(Saved data entries)
────────────────────────────────────────
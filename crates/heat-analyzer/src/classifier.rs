//! Instantaneous thermal classification.
//!
//! A pure decision table over a single [`Snapshot`]. It has no memory of
//! prior samples and never fails: zero-valued fields from absent signals
//! fall through every elevated-state predicate, so degraded input lands on
//! [`ThermalState::Normal`] and is surfaced through the confidence grade
//! instead of an error.

use tracing::trace;

use crate::thresholds::Thresholds;
use crate::types::{Snapshot, ThermalState};

/// Reason attached to a snapshot that triggers no rule.
pub const REASON_NORMAL: &str = "operating within normal parameters";

/// An instantaneous verdict: a state and the reason it was chosen.
#[derive(Debug, Clone, PartialEq, Eq)]
pub struct Verdict {
    /// The state indicated by this snapshot alone.
    pub state: ThermalState,
    /// Why the rule fired.
    pub reason: String,
}

impl Verdict {
    fn new(state: ThermalState, reason: impl Into<String>) -> Self {
        Self {
            state,
            reason: reason.into(),
        }
    }
}

/// Classifies a single snapshot against the thresholds.
///
/// The decision table is evaluated top to bottom, first match wins:
///
/// 1. critical temperature + frequency drop + high load → throttling
/// 2. critical temperature alone → heat stress
/// 3. high temperature + frequency drop + high load → throttling
/// 4. high temperature alone → heat stress
/// 5. frequency drop + high load at normal temperature → normal
///    (frequency/load correlation without heat is not thermal throttling)
/// 6. otherwise → normal
#[must_use]
pub fn classify(snapshot: &Snapshot, thresholds: &Thresholds) -> Verdict {
    let is_critical_temp = snapshot.temp_c >= thresholds.temp_critical_c;
    let is_high_temp = snapshot.temp_c >= thresholds.temp_high_c;

    // No drop assumed when the base frequency is unknown.
    let freq_ratio = if snapshot.base_freq_mhz > 0 {
        f64::from(snapshot.freq_mhz) / f64::from(snapshot.base_freq_mhz)
    } else {
        1.0
    };
    let is_freq_drop = freq_ratio <= 1.0 - thresholds.freq_drop_fraction;
    let is_high_load = snapshot.load_percent > thresholds.load_high_percent;

    let drop_percent = (1.0 - freq_ratio) * 100.0;

    trace!(
        temp_c = snapshot.temp_c,
        freq_ratio,
        load = snapshot.load_percent,
        is_critical_temp,
        is_high_temp,
        is_freq_drop,
        is_high_load,
        "classifying snapshot"
    );

    if is_critical_temp {
        if is_freq_drop && is_high_load {
            Verdict::new(
                ThermalState::Throttling,
                format!(
                    "critical temperature {:.1}C with {drop_percent:.0}% frequency drop under load",
                    snapshot.temp_c
                ),
            )
        } else {
            Verdict::new(
                ThermalState::HeatStress,
                format!("critical temperature {:.1}C", snapshot.temp_c),
            )
        }
    } else if is_high_temp {
        if is_freq_drop && is_high_load {
            Verdict::new(
                ThermalState::Throttling,
                format!(
                    "high temperature {:.1}C with {drop_percent:.0}% frequency drop under load",
                    snapshot.temp_c
                ),
            )
        } else {
            Verdict::new(
                ThermalState::HeatStress,
                format!("high temperature {:.1}C", snapshot.temp_c),
            )
        }
    } else {
        // Covers rule 5 as well: a frequency drop under load with normal
        // temperature may be power limiting, but it is not thermal.
        Verdict::new(ThermalState::Normal, REASON_NORMAL)
    }
}

#[cfg(test)]
mod tests {
    use super::*;
    use chrono::Utc;
    use proptest::prelude::*;

    fn snapshot(temp: f64, freq: u32, base: u32, load: f64) -> Snapshot {
        Snapshot::new(Utc::now())
            .with_temperature(temp)
            .with_frequency(freq)
            .with_base_frequency(base)
            .with_load(load)
    }

    mod decision_table_tests {
        use super::*;

        #[test]
        fn critical_temp_with_drop_and_load_is_throttling() {
            let verdict = classify(&snapshot(96.0, 2000, 3000, 80.0), &Thresholds::default());
            assert_eq!(verdict.state, ThermalState::Throttling);
            assert!(verdict.reason.contains("96.0"));
            assert!(verdict.reason.contains("33"));
        }

        #[test]
        fn critical_temp_alone_is_heat_stress() {
            let verdict = classify(&snapshot(96.0, 3000, 3000, 10.0), &Thresholds::default());
            assert_eq!(verdict.state, ThermalState::HeatStress);
            assert!(verdict.reason.contains("critical"));
            assert!(verdict.reason.contains("96.0"));
        }

        #[test]
        fn high_temp_with_drop_and_load_is_throttling() {
            let verdict = classify(&snapshot(91.0, 2000, 3000, 80.0), &Thresholds::default());
            assert_eq!(verdict.state, ThermalState::Throttling);
            assert!(verdict.reason.contains("high temperature"));
        }

        #[test]
        fn high_temp_without_load_is_heat_stress() {
            let verdict = classify(&snapshot(91.0, 2900, 3000, 10.0), &Thresholds::default());
            assert_eq!(verdict.state, ThermalState::HeatStress);
            assert!(verdict.reason.contains("91.0"));
        }

        #[test]
        fn freq_drop_under_load_at_normal_temp_is_normal() {
            let verdict = classify(&snapshot(70.0, 1500, 3000, 90.0), &Thresholds::default());
            assert_eq!(verdict.state, ThermalState::Normal);
            assert_eq!(verdict.reason, REASON_NORMAL);
        }

        #[test]
        fn quiet_host_is_normal() {
            let verdict = classify(&snapshot(45.0, 2900, 3000, 5.0), &Thresholds::default());
            assert_eq!(verdict.state, ThermalState::Normal);
        }
    }

    mod boundary_tests {
        use super::*;
        use test_case::test_case;

        // Load must be strictly above the threshold; temperatures fire at
        // their thresholds inclusively.
        #[test_case(95.0, 2300, 3000, 50.1, ThermalState::Throttling; "exactly critical, clear drop, just loaded")]
        #[test_case(95.0, 2300, 3000, 50.0, ThermalState::HeatStress; "load at threshold does not count")]
        #[test_case(90.0, 3000, 3000, 90.0, ThermalState::HeatStress; "exactly high, no drop")]
        #[test_case(89.9, 3000, 3000, 90.0, ThermalState::Normal; "just below high")]
        fn thresholds_are_inclusive_where_documented(
            temp: f64,
            freq: u32,
            base: u32,
            load: f64,
            expected: ThermalState,
        ) {
            let verdict = classify(&snapshot(temp, freq, base, load), &Thresholds::default());
            assert_eq!(verdict.state, expected);
        }

        #[test]
        fn unknown_base_frequency_assumes_no_drop() {
            // base = 0 means the signal was absent; ratio defined as 1.0.
            let snap = Snapshot::new(Utc::now())
                .with_temperature(91.0)
                .with_frequency(1500)
                .with_load(90.0);
            let verdict = classify(&snap, &Thresholds::default());
            assert_eq!(verdict.state, ThermalState::HeatStress);
        }
    }

    mod degraded_input_tests {
        use super::*;

        #[test]
        fn empty_snapshot_degrades_to_normal() {
            let verdict = classify(&Snapshot::new(Utc::now()), &Thresholds::default());
            assert_eq!(verdict.state, ThermalState::Normal);
            assert_eq!(verdict.reason, REASON_NORMAL);
        }

        #[test]
        fn load_only_snapshot_is_normal() {
            let snap = Snapshot::new(Utc::now()).with_load(99.0);
            let verdict = classify(&snap, &Thresholds::default());
            assert_eq!(verdict.state, ThermalState::Normal);
        }
    }

    proptest! {
        // The classifier is total and idempotent over any numeric input.
        #[test]
        fn classify_is_total_and_idempotent(
            temp in -40.0f64..150.0,
            freq in 0u32..8000,
            base in 0u32..8000,
            load in 0.0f64..100.0,
        ) {
            let snap = snapshot(temp, freq, base, load);
            let thresholds = Thresholds::default();
            let first = classify(&snap, &thresholds);
            let second = classify(&snap, &thresholds);
            prop_assert_eq!(first.state, second.state);
            prop_assert_eq!(first.reason, second.reason);
        }

        // Rule 5: without elevated temperature, no snapshot classifies as
        // throttling no matter what frequency and load report.
        #[test]
        fn no_throttling_below_high_temp(
            temp in -40.0f64..89.9,
            freq in 0u32..8000,
            base in 0u32..8000,
            load in 0.0f64..100.0,
        ) {
            let verdict = classify(&snapshot(temp, freq, base, load), &Thresholds::default());
            prop_assert_ne!(verdict.state, ThermalState::Throttling);
        }
    }
}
────────────────────────────────────────
◆ ABOUT THIS TASK:
From the first line of the data above to the line holding "let is_critical_temp = snapshot.temp_c", reproduce each line exactly; emit no other lines.

◆ TASK SOLUTION:
filename crates/heat-analyzer/src/classifier.rs
//! Instantaneous thermal classification.
//!
//! A pure decision table over a single [`Snapshot`]. It has no memory of
//! prior samples and never fails: zero-valued fields from absent signals
//! fall through every elevated-state predicate, so degraded input lands on
//! [`ThermalState::Normal`] and is surfaced through the confidence grade
//! instead of an error.

use tracing::trace;

use crate::thresholds::Thresholds;
use crate::types::{Snapshot, ThermalState};

/// Reason attached to a snapshot that triggers no rule.
pub const REASON_NORMAL: &str = "operating within normal parameters";

/// An instantaneous verdict: a state and the reason it was chosen.
#[derive(Debug, Clone, PartialEq, Eq)]
pub struct Verdict {
    /// The state indicated by this snapshot alone.
    pub state: ThermalState,
    /// Why the rule fired.
    pub reason: String,
}

impl Verdict {
    fn new(state: ThermalState, reason: impl Into<String>) -> Self {
        Self {
            state,
            reason: reason.into(),
        }
    }
}

/// Classifies a single snapshot against the thresholds.
///
/// The decision table is evaluated top to bottom, first match wins:
///
/// 1. critical temperature + frequency drop + high load → throttling
/// 2. critical temperature alone → heat stress
/// 3. high temperature + frequency drop + high load → throttling
/// 4. high temperature alone → heat stress
/// 5. frequency drop + high load at normal temperature → normal
///    (frequency/load correlation without heat is not thermal throttling)
/// 6. otherwise → normal
#[must_use]
pub fn classify(snapshot: &Snapshot, thresholds: &Thresholds) -> Verdict {
    let is_critical_temp = snapshot.temp_c >= thresholds.temp_critical_c;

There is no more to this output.